Exclusive | Thailand seeks Foxconn investment as trade tensions rise between US and China

Thailand is seeking the investments as it tries to develop its hi-tech sectors

A group of senior Thai politicians and businessmen are meeting in China with Foxconn, the world’s largest contract electronics maker, and other companies to seek investment in Thailand, as Southeast Asia’s second-largest economy moves to speed up digital transformation and upgrade its technology sector.

“Yes, I heard he (the deputy prime minister) is in Shenzhen, China. He will visit three companies in that area (Guangdong province) including Foxconn,” said a Thai government spokesman on Wednesday.

Somkid Jatusripitak, deputy prime minister of Thailand, and others visited the Foxconn Longhua factory on Wednesday to talk with Dai Zheng Wu, President of Foxconn’s Japanese subsidiary Sharp and Chen Zhenguo, vice-president of Hon Hai Precision Industry, better known as Foxconn Technology Group. Company chairman Terry Gou was not in the meeting, according to a person familiar with the matter who asked not to be identified because the information is private.

Foxconn did not immediately respond to a request for comment.

Thailand is seeking the investment at a time when Foxconn, Apple’s main iPhone assembler, is caught in the middle of growing trade tensions between the US and China. Foxconn is China’s largest private employer with about a million on its payroll while US-headquartered Apple is the source of more than half of the company’s revenue. Billionaire Gou said Foxconn has a number of response plans to a trade war, without elaborating, at the annual shareholder meeting of Hon Hai Precision Industry, according to a Bloomberg report earlier this month.

“The biggest challenge facing Foxconn is a US-China trade war,” Gou said. “The trade war is not about trade, but it is a tech war, and it is a manufacturing war.”

Although Japan has been Thailand’s biggest foreign direct investor for many years, the Southeast nation has been seeking more investment from China as the latter looks outwards with its Belt and Road Initiative. While Thailand has developed into one of the leading manufacturing hubs in Southeast Asia, with the largest automotive industry in the region, it wants to shift away from labour-intensive industries and build its hi-tech and value-added sectors.

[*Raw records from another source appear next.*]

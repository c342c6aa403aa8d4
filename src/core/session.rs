//! Session registry: tenant lifecycle and credential checks.
//!
//! A session is a virtual broker. Create and drop for the same name are
//! mutually exclusive behind a per-name mutex; credentials are opaque
//! strings compared in constant time.

use std::sync::Arc;

use dashmap::DashMap;
use rand::RngCore;
use serde::Serialize;
use tokio::sync::Mutex;
use tracing::{info, warn};

use crate::core::clock::Clock;
use crate::core::error::{BrokerError, BrokerResult};
use crate::core::protocol::ServerFrame;
use crate::core::retry::RetryEngine;
use crate::core::subscribers::SubscriberIndex;
use crate::storage::{SessionPatch, SessionRecord, Storage, StorageError};

pub const DEFAULT_RETRY_INTERVAL_MS: u64 = 5_000;
pub const DEFAULT_MAX_RETRY_LIMIT: u32 = 100;
const SECRET_KEY_LEN: usize = 32;

/// Optional knobs for `create_session`; unset fields take the defaults.
#[derive(Debug, Clone, Default)]
pub struct CreateSessionOpts {
    pub retry_interval: Option<u64>,
    pub max_retry_limit: Option<u32>,
    pub message_expiry_time: Option<u64>,
    pub session_expiry: Option<u64>,
    pub notifier: Option<serde_json::Value>,
}

/// Admin-facing result of a successful create: the one time the secret
/// key leaves the broker.
#[derive(Debug, Clone, Serialize)]
#[serde(rename_all = "camelCase")]
pub struct CreatedSession {
    pub session_name: String,
    pub password: String,
    pub secret_key: String,
}

/// Session record without credentials, for `list_sessions`.
#[derive(Debug, Clone, Serialize)]
#[serde(rename_all = "camelCase")]
pub struct SessionInfo {
    pub session_name: String,
    pub retry_interval: u64,
    pub max_retry_limit: u32,
    pub message_expiry_time: Option<u64>,
    pub session_expiry: Option<u64>,
    pub suspended: bool,
}

impl From<SessionRecord> for SessionInfo {
    fn from(record: SessionRecord) -> Self {
        SessionInfo {
            session_name: record.session_name,
            retry_interval: record.retry_interval,
            max_retry_limit: record.max_retry_limit,
            message_expiry_time: record.message_expiry_time,
            session_expiry: record.session_expiry,
            suspended: record.suspended,
        }
    }
}

#[derive(Clone)]
pub struct SessionRegistry {
    inner: Arc<RegistryInner>,
}

struct RegistryInner {
    storage: Arc<dyn Storage>,
    index: Arc<SubscriberIndex>,
    retry: RetryEngine,
    clock: Arc<dyn Clock>,
    name_locks: DashMap<String, Arc<Mutex<()>>>,
}

impl SessionRegistry {
    pub fn new(
        storage: Arc<dyn Storage>,
        index: Arc<SubscriberIndex>,
        retry: RetryEngine,
        clock: Arc<dyn Clock>,
    ) -> Self {
        Self {
            inner: Arc::new(RegistryInner {
                storage,
                index,
                retry,
                clock,
                name_locks: DashMap::new(),
            }),
        }
    }

    fn name_lock(&self, name: &str) -> Arc<Mutex<()>> {
        self.inner
            .name_locks
            .entry(name.to_string())
            .or_default()
            .clone()
    }

    pub async fn create_session(
        &self,
        name: &str,
        password: &str,
        opts: CreateSessionOpts,
    ) -> BrokerResult<CreatedSession> {
        let lock = self.name_lock(name);
        let _guard = lock.lock().await;

        if self.inner.storage.get_session(name).await?.is_some() {
            return Err(BrokerError::AlreadyExists);
        }

        let record = SessionRecord {
            session_name: name.to_string(),
            password: password.to_string(),
            secret_key: generate_secret_key(),
            retry_interval: opts.retry_interval.unwrap_or(DEFAULT_RETRY_INTERVAL_MS),
            max_retry_limit: opts.max_retry_limit.unwrap_or(DEFAULT_MAX_RETRY_LIMIT),
            message_expiry_time: opts.message_expiry_time,
            session_expiry: opts.session_expiry,
            suspended: false,
            notifier: opts.notifier,
        };
        match self.inner.storage.create_session(&record).await {
            Ok(()) => {}
            Err(StorageError::AlreadyExists(_)) => return Err(BrokerError::AlreadyExists),
            Err(e) => return Err(e.into()),
        }

        info!(event = "session.created", session = name);
        Ok(CreatedSession {
            session_name: record.session_name,
            password: record.password,
            secret_key: record.secret_key,
        })
    }

    /// Validates `init` credentials for a new connection.
    pub async fn validate_init(&self, name: &str, password: &str) -> BrokerResult<SessionRecord> {
        let session = self
            .inner
            .storage
            .get_session(name)
            .await?
            .ok_or(BrokerError::Auth)?;
        if !constant_time_eq(session.password.as_bytes(), password.as_bytes()) {
            return Err(BrokerError::Auth);
        }
        if session.suspended {
            return Err(BrokerError::Suspended);
        }
        Ok(session)
    }

    async fn authorize(
        &self,
        name: &str,
        password: &str,
        secret_key: &str,
    ) -> BrokerResult<SessionRecord> {
        let session = self
            .inner
            .storage
            .get_session(name)
            .await?
            .ok_or(BrokerError::NotFound)?;
        let password_ok = constant_time_eq(session.password.as_bytes(), password.as_bytes());
        let secret_ok = constant_time_eq(session.secret_key.as_bytes(), secret_key.as_bytes());
        if !(password_ok && secret_ok) {
            return Err(BrokerError::Auth);
        }
        Ok(session)
    }

    /// Gates new publishes and redelivery; existing connections stay open.
    pub async fn suspend_session(
        &self,
        name: &str,
        password: &str,
        secret_key: &str,
        suspend: bool,
    ) -> BrokerResult<bool> {
        self.authorize(name, password, secret_key).await?;
        self.inner
            .storage
            .update_session(
                name,
                SessionPatch {
                    suspended: Some(suspend),
                    ..Default::default()
                },
            )
            .await?;
        info!(event = "session.suspended", session = name, suspend);
        Ok(suspend)
    }

    /// Destroys a tenant: closes its connections, clears routing state,
    /// cancels retry timers, and deletes persistent state. Idempotent:
    /// dropping an already-deleted session succeeds.
    pub async fn drop_session(
        &self,
        name: &str,
        password: &str,
        secret_key: &str,
    ) -> BrokerResult<()> {
        let lock = self.name_lock(name);
        let _guard = lock.lock().await;

        if self.inner.storage.get_session(name).await?.is_none() {
            return Ok(());
        }
        self.authorize(name, password, secret_key).await?;
        self.force_drop(name).await
    }

    /// Drop without credential checks; used by `drop_session` once
    /// authorized and by the expiry sweeper.
    pub async fn force_drop(&self, name: &str) -> BrokerResult<()> {
        // Timers first, so no redelivery races the teardown.
        self.inner.retry.purge_session(name);

        let connections = self.inner.index.drop_session_state(name);
        let notice = ServerFrame::error("session dropped");
        for conn in &connections {
            conn.send_frame(&notice);
            conn.shutdown();
        }

        if let Err(e) = self.inner.storage.delete_session(name).await {
            warn!(session = name, error = %e, "deleting session state failed");
            return Err(e.into());
        }
        info!(
            event = "session.dropped",
            session = name,
            connections = connections.len(),
        );
        Ok(())
    }

    pub async fn list_sessions(&self) -> BrokerResult<Vec<SessionInfo>> {
        let sessions = self.inner.storage.list_sessions().await?;
        Ok(sessions.into_iter().map(SessionInfo::from).collect())
    }

    /// Drops sessions whose `sessionExpiry` has passed. Returns how many
    /// were dropped; the storage-level message sweep is separate.
    pub async fn drop_expired_sessions(&self) -> BrokerResult<u64> {
        let now = self.inner.clock.now_ms();
        let mut dropped = 0;
        for session in self.inner.storage.list_sessions().await? {
            if session.session_expiry.is_some_and(|at| at < now) {
                self.force_drop(&session.session_name).await?;
                dropped += 1;
            }
        }
        Ok(dropped)
    }
}

fn generate_secret_key() -> String {
    let mut bytes = [0u8; SECRET_KEY_LEN];
    rand::thread_rng().fill_bytes(&mut bytes);
    hex::encode(bytes)
}

fn constant_time_eq(a: &[u8], b: &[u8]) -> bool {
    if a.len() != b.len() {
        return false;
    }
    let mut diff = 0u8;
    for (left, right) in a.iter().zip(b.iter()) {
        diff |= left ^ right;
    }
    diff == 0
}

At a Thailand Board of Investment seminar held in Bangkok in March, Somkid led economic ministers in announcing the government's commitment to transform Thailand into an engine of Southeast Asia's economic growth through three strategies – investments in megaprojects, development of the Eastern Economic Corridor (which spans the three eastern provinces of Chonburi, Rayong, and Chachoengsao) and promotion of digital technological advances.

Under its Thailand 4.0 development plan the country is investing in village-level broadband internet, and a submarine cable network connecting Thailand, Hong Kong and mainland China. The government is also supporting digital trading and digital transformation in the manufacturing and service sectors, while e-government has been introduced to increase efficiency in public services.

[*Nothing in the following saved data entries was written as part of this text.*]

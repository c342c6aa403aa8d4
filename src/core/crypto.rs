//! Envelope verification and sealing for token-registration blobs.
//!
//! Message payloads stay opaque to the broker; the only ciphertext it ever
//! opens is the `register_fcm_token` envelope, which clients seal with the
//! session's `secretKey`. Layout: base64 over `[12-byte nonce][ciphertext]`,
//! AES-256-GCM keyed by the hex-decoded secret.

use aes_gcm::aead::Aead;
use aes_gcm::{Aes256Gcm, Key, KeyInit, Nonce};
use base64::{engine::general_purpose, Engine as _};
use sha2::{Digest, Sha256};
use thiserror::Error;

const NONCE_LEN: usize = 12;

#[derive(Debug, Error)]
pub enum EnvelopeError {
    #[error("envelope hash mismatch")]
    HashMismatch,

    #[error("invalid base64 envelope")]
    Base64,

    #[error("invalid session secret")]
    BadKey,

    #[error("envelope too short")]
    TooShort,

    #[error("decryption failed")]
    Decrypt,
}

/// Hex-encoded SHA-256 digest of the input.
pub fn sha256_hex(data: &[u8]) -> String {
    let mut hasher = Sha256::new();
    hasher.update(data);
    hex::encode(hasher.finalize())
}

/// Verifies that `hash` is the hex SHA-256 of the base64 `encrypted_data`
/// string, then opens the envelope with the session secret.
pub fn open_envelope(
    secret_key_hex: &str,
    encrypted_data: &str,
    hash: &str,
) -> Result<Vec<u8>, EnvelopeError> {
    if sha256_hex(encrypted_data.as_bytes()) != hash {
        return Err(EnvelopeError::HashMismatch);
    }

    let raw = general_purpose::STANDARD
        .decode(encrypted_data)
        .map_err(|_| EnvelopeError::Base64)?;
    if raw.len() <= NONCE_LEN {
        return Err(EnvelopeError::TooShort);
    }

    let key_bytes = hex::decode(secret_key_hex).map_err(|_| EnvelopeError::BadKey)?;
    if key_bytes.len() != 32 {
        return Err(EnvelopeError::BadKey);
    }

    let cipher = Aes256Gcm::new(Key::<Aes256Gcm>::from_slice(&key_bytes));
    let (nonce, ciphertext) = raw.split_at(NONCE_LEN);
    cipher
        .decrypt(Nonce::from_slice(nonce), ciphertext)
        .map_err(|_| EnvelopeError::Decrypt)
}

/// Client-side counterpart of [`open_envelope`]; returns the base64
/// envelope and its hex SHA-256 hash.
pub fn seal_envelope(
    secret_key_hex: &str,
    plaintext: &[u8],
    nonce: &[u8; NONCE_LEN],
) -> Result<(String, String), EnvelopeError> {
    let key_bytes = hex::decode(secret_key_hex).map_err(|_| EnvelopeError::BadKey)?;
    if key_bytes.len() != 32 {
        return Err(EnvelopeError::BadKey);
    }

    let cipher = Aes256Gcm::new(Key::<Aes256Gcm>::from_slice(&key_bytes));
    let ciphertext = cipher
        .encrypt(Nonce::from_slice(nonce), plaintext)
        .map_err(|_| EnvelopeError::Decrypt)?;

    let mut raw = Vec::with_capacity(NONCE_LEN + ciphertext.len());
    raw.extend_from_slice(nonce);
    raw.extend_from_slice(&ciphertext);

    let encoded = general_purpose::STANDARD.encode(&raw);
    let hash = sha256_hex(encoded.as_bytes());
    Ok((encoded, hash))
}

Jatusripitak will be in Hong Kong on Thursday to deliver the keynote speech at the third Belt and Road Summit organised by Hong Kong’s government and Trade Development Council. Carrie Lam, Hong Kong’s Chief Executive and Xiao Yaqing, Chairman of China’s State-owned Assets Supervision and Administration Commission of the State Council, will be in attendance along with other senior government figures. Jatusripitak is expected to address how the Belt and Road Initiative is driving steady growth of the global economy and how Thailand and other Asean countries can get involved.

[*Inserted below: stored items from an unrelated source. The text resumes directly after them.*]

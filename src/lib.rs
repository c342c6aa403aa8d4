pub mod broker;
pub mod config;
pub mod core;
pub mod logging;
pub mod metrics;
pub mod storage;

use crate::broker::server::start_broker;
use crate::config::Config;

pub async fn run(config: Config) -> anyhow::Result<()> {
    start_broker(config).await
}
//! Port contract exercised against both backends.

use std::sync::Arc;

use fastport::storage::{
    memory::MemoryStorage, sqlite::SqliteStorage, CachedMessage, DeviceToken, SessionPatch,
    SessionRecord, Storage, StorageError,
};

fn session(name: &str) -> SessionRecord {
    SessionRecord {
        session_name: name.into(),
        password: "pw".into(),
        secret_key: "ab".repeat(32),
        retry_interval: 5_000,
        max_retry_limit: 100,
        message_expiry_time: None,
        session_expiry: None,
        suspended: false,
        notifier: None,
    }
}

fn message(id: &str, session: &str, expiry: Option<u64>) -> CachedMessage {
    CachedMessage {
        message_id: id.into(),
        session_name: session.into(),
        topic: "t".into(),
        data: "payload".into(),
        hash: "h".into(),
        timestamp: 7,
        frame_type: "message".into(),
        published_at: 1_000,
        retry_count: 0,
        expiry_time: expiry,
        max_retry_limit: 3,
        retry_interval: 500,
    }
}

fn token(session: &str, user: &str, device: &str) -> DeviceToken {
    DeviceToken {
        session_name: session.into(),
        user_id: user.into(),
        device_id: device.into(),
        token: "tok-1".into(),
        platform: "android".into(),
        created_at: 1,
        updated_at: 1,
    }
}

async fn exercise_contract(storage: Arc<dyn Storage>) {
    storage.init().await.unwrap();
    // init is idempotent
    storage.init().await.unwrap();

    // sessions: create, duplicate, read back
    storage.create_session(&session("a")).await.unwrap();
    let err = storage.create_session(&session("a")).await.unwrap_err();
    assert!(matches!(err, StorageError::AlreadyExists(_)));
    let loaded = storage.get_session("a").await.unwrap().unwrap();
    assert_eq!(loaded, session("a"));
    assert!(storage.get_session("ghost").await.unwrap().is_none());

    // update: last write wins, missing name errors
    storage
        .update_session(
            "a",
            SessionPatch {
                suspended: Some(true),
                ..Default::default()
            },
        )
        .await
        .unwrap();
    assert!(storage.get_session("a").await.unwrap().unwrap().suspended);
    let err = storage
        .update_session("ghost", SessionPatch::default())
        .await
        .unwrap_err();
    assert!(matches!(err, StorageError::NotFound(_)));

    // messages: upsert semantics
    storage.save_message(&message("m1", "a", None)).await.unwrap();
    let mut updated = message("m1", "a", None);
    updated.retry_count = 2;
    storage.save_message(&updated).await.unwrap();
    let loaded = storage.get_message("m1").await.unwrap().unwrap();
    assert_eq!(loaded.retry_count, 2);

    storage.save_message(&message("m2", "a", None)).await.unwrap();
    let mut pending = storage.list_pending_messages("a").await.unwrap();
    pending.sort_by(|x, y| x.message_id.cmp(&y.message_id));
    assert_eq!(pending.len(), 2);
    assert_eq!(pending[0].message_id, "m1");

    // remove is idempotent
    storage.remove_message("m1").await.unwrap();
    storage.remove_message("m1").await.unwrap();
    assert!(storage.get_message("m1").await.unwrap().is_none());

    // device tokens: upsert by key, listing, delete
    storage.save_device_token(&token("a", "u1", "d1")).await.unwrap();
    let mut replaced = token("a", "u1", "d1");
    replaced.token = "tok-2".into();
    replaced.updated_at = 2;
    storage.save_device_token(&replaced).await.unwrap();
    storage.save_device_token(&token("a", "u2", "d1")).await.unwrap();
    let tokens = storage.get_device_tokens("a").await.unwrap();
    assert_eq!(tokens.len(), 2);
    assert!(tokens
        .iter()
        .any(|t| t.user_id == "u1" && t.token == "tok-2"));
    storage.delete_device_token("a", "u2", "d1").await.unwrap();
    assert_eq!(storage.get_device_tokens("a").await.unwrap().len(), 1);

    // deleting a session cascades its messages and tokens
    storage.delete_session("a").await.unwrap();
    assert!(storage.get_session("a").await.unwrap().is_none());
    assert!(storage.get_message("m2").await.unwrap().is_none());
    assert!(storage.get_device_tokens("a").await.unwrap().is_empty());
    // and is idempotent
    storage.delete_session("a").await.unwrap();
}

async fn exercise_cleanup(storage: Arc<dyn Storage>) {
    storage.init().await.unwrap();

    let mut expiring = session("old");
    expiring.session_expiry = Some(500);
    storage.create_session(&expiring).await.unwrap();
    storage.create_session(&session("fresh")).await.unwrap();

    storage
        .save_message(&message("dead", "fresh", Some(400)))
        .await
        .unwrap();
    storage
        .save_message(&message("alive", "fresh", Some(40_000)))
        .await
        .unwrap();
    storage
        .save_message(&message("orphaned", "old", None))
        .await
        .unwrap();

    let counts = storage.cleanup_expired(1_000).await.unwrap();
    assert_eq!(counts.sessions, 1);
    assert_eq!(counts.messages, 1);

    assert!(storage.get_session("old").await.unwrap().is_none());
    assert!(storage.get_message("dead").await.unwrap().is_none());
    // the expired session took its messages with it
    assert!(storage.get_message("orphaned").await.unwrap().is_none());
    assert!(storage.get_message("alive").await.unwrap().is_some());
}

#[tokio::test]
async fn memory_backend_honors_the_contract() {
    exercise_contract(Arc::new(MemoryStorage::new())).await;
}

#[tokio::test]
async fn memory_backend_cleanup() {
    exercise_cleanup(Arc::new(MemoryStorage::new())).await;
}

#[tokio::test]
async fn sqlite_backend_honors_the_contract() {
    let dir = tempfile::tempdir().unwrap();
    let path = dir.path().join("contract.db");
    let storage = SqliteStorage::connect(path.to_str().unwrap()).await.unwrap();
    exercise_contract(Arc::new(storage)).await;
}

#[tokio::test]
async fn sqlite_backend_cleanup() {
    let dir = tempfile::tempdir().unwrap();
    let path = dir.path().join("cleanup.db");
    let storage = SqliteStorage::connect(path.to_str().unwrap()).await.unwrap();
    exercise_cleanup(Arc::new(storage)).await;
}

#[tokio::test]
async fn sqlite_backend_is_durable_across_reconnects() {
    let dir = tempfile::tempdir().unwrap();
    let path = dir.path().join("durable.db");
    let path = path.to_str().unwrap();

    {
        let storage = SqliteStorage::connect(path).await.unwrap();
        storage.init().await.unwrap();
        storage.create_session(&session("kept")).await.unwrap();
        storage
            .save_message(&message("m-kept", "kept", None))
            .await
            .unwrap();
    }

    let storage = SqliteStorage::connect(path).await.unwrap();
    storage.init().await.unwrap();
    assert!(storage.get_session("kept").await.unwrap().is_some());
    assert_eq!(storage.list_pending_messages("kept").await.unwrap().len(), 1);
}
//! Storage port: session, cached-message, and device-token persistence.
//!
//! The broker core depends only on the [`Storage`] trait. Two conforming
//! backends ship with the crate:
//! - [`memory::MemoryStorage`]: HashMaps behind async locks, no durability;
//!   for tests and deployments that accept losing pending redeliveries.
//! - [`sqlite::SqliteStorage`]: durable across restarts via `sqlx`.
//!
//! The core never assumes durability, only the contract below. Backends must
//! be safe for concurrent callers and linearizable per primary key.

use async_trait::async_trait;
use serde::{Deserialize, Serialize};
use thiserror::Error;

pub mod memory;
pub mod sqlite;

/// Tenant root record. Field names are stable across backends.
#[derive(Debug, Clone, PartialEq, Serialize, Deserialize)]
#[serde(rename_all = "camelCase")]
pub struct SessionRecord {
    pub session_name: String,
    pub password: String,
    pub secret_key: String,
    /// Delay between redeliveries of an unacked message, in milliseconds.
    pub retry_interval: u64,
    /// Redelivery ceiling; 0 means deliver once and never retry.
    pub max_retry_limit: u32,
    /// Per-message time-to-live in milliseconds; `None` = no expiry.
    pub message_expiry_time: Option<u64>,
    /// Absolute expiry of the session itself (epoch ms); `None` = never.
    pub session_expiry: Option<u64>,
    pub suspended: bool,
    /// Opaque offline-notifier configuration; `None` disables the hook.
    #[serde(default, skip_serializing_if = "Option::is_none")]
    pub notifier: Option<serde_json::Value>,
}

/// An in-flight publish awaiting acknowledgement.
#[derive(Debug, Clone, PartialEq, Serialize, Deserialize)]
#[serde(rename_all = "camelCase")]
pub struct CachedMessage {
    pub message_id: String,
    pub session_name: String,
    pub topic: String,
    /// Opaque client payload (encrypted end to end).
    pub data: String,
    /// Opaque integrity tag supplied by the publisher.
    pub hash: String,
    /// Client-supplied publish timestamp, relayed verbatim.
    pub timestamp: u64,
    /// Frame type re-sent on redelivery.
    #[serde(rename = "type")]
    pub frame_type: String,
    pub published_at: u64,
    pub retry_count: u32,
    /// Absolute expiry (epoch ms); `None` = bounded only by the retry limit.
    pub expiry_time: Option<u64>,
    /// Retry ceiling captured from the session at publish time.
    pub max_retry_limit: u32,
    /// Retry interval captured from the session at publish time.
    pub retry_interval: u64,
}

/// Push-notification token for an offline user, keyed
/// `(sessionName, userId, deviceId)`.
#[derive(Debug, Clone, PartialEq, Serialize, Deserialize)]
#[serde(rename_all = "camelCase")]
pub struct DeviceToken {
    pub session_name: String,
    pub user_id: String,
    pub device_id: String,
    pub token: String,
    pub platform: String,
    pub created_at: u64,
    pub updated_at: u64,
}

/// Fields mutable through `update_session`. Last write wins.
#[derive(Debug, Clone, Default)]
pub struct SessionPatch {
    pub suspended: Option<bool>,
    pub session_expiry: Option<Option<u64>>,
    pub notifier: Option<Option<serde_json::Value>>,
}

#[derive(Debug, Clone, Copy, Default, PartialEq, Eq)]
pub struct CleanupCounts {
    pub messages: u64,
    pub sessions: u64,
}

#[derive(Debug, Error)]
pub enum StorageError {
    #[error("already exists: {0}")]
    AlreadyExists(String),

    #[error("not found: {0}")]
    NotFound(String),

    #[error("backend error: {0}")]
    Backend(#[from] anyhow::Error),
}

pub type StorageResult<T> = Result<T, StorageError>;

#[async_trait]
pub trait Storage: Send + Sync {
    /// Idempotent; creates schema if needed. Failure at boot is fatal.
    async fn init(&self) -> StorageResult<()>;

    async fn create_session(&self, session: &SessionRecord) -> StorageResult<()>;
    async fn get_session(&self, name: &str) -> StorageResult<Option<SessionRecord>>;
    async fn update_session(&self, name: &str, patch: SessionPatch) -> StorageResult<()>;
    /// Also removes the session's cached messages. Idempotent.
    async fn delete_session(&self, name: &str) -> StorageResult<()>;
    async fn list_sessions(&self) -> StorageResult<Vec<SessionRecord>>;

    /// Upsert by `message_id`.
    async fn save_message(&self, message: &CachedMessage) -> StorageResult<()>;
    async fn get_message(&self, message_id: &str) -> StorageResult<Option<CachedMessage>>;
    /// Idempotent.
    async fn remove_message(&self, message_id: &str) -> StorageResult<()>;
    /// Messages still awaiting acknowledgement for one session; used on recovery.
    async fn list_pending_messages(&self, session: &str) -> StorageResult<Vec<CachedMessage>>;

    /// Deletes messages with `expiry_time < now` and sessions with
    /// `session_expiry < now` (cascading their messages).
    async fn cleanup_expired(&self, now_ms: u64) -> StorageResult<CleanupCounts>;

    /// Upsert by `(session_name, user_id, device_id)`.
    async fn save_device_token(&self, token: &DeviceToken) -> StorageResult<()>;
    /// All tokens registered under one session.
    async fn get_device_tokens(&self, session: &str) -> StorageResult<Vec<DeviceToken>>;
    async fn delete_device_token(
        &self,
        session: &str,
        user_id: &str,
        device_id: &str,
    ) -> StorageResult<()>;
}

Meanwhile, China’s rising economic and technological prowess is at the heart of a dispute with the US that, while waged through retaliatory trade tariffs, is also aimed at prying open the Asian nation to US businesses and restricting the use of government aid to advance strategically important industries.

Foxconn has extensive operations in China and has just finished celebrating its thirty-year anniversary there. Several of Foxconn’s largest contract assembly plants are in mainland China, where its people put together personal computers, laptops, Apple’s iPads, iPhones and consumer electronics of all sizes and specifications.

Last year, it pledged to invest 37.5 billion yuan (US$5.74 billion) to expand its facilities in Nanjing city and also invest US$8.8 billion in a new LCD plant in Guangzhou.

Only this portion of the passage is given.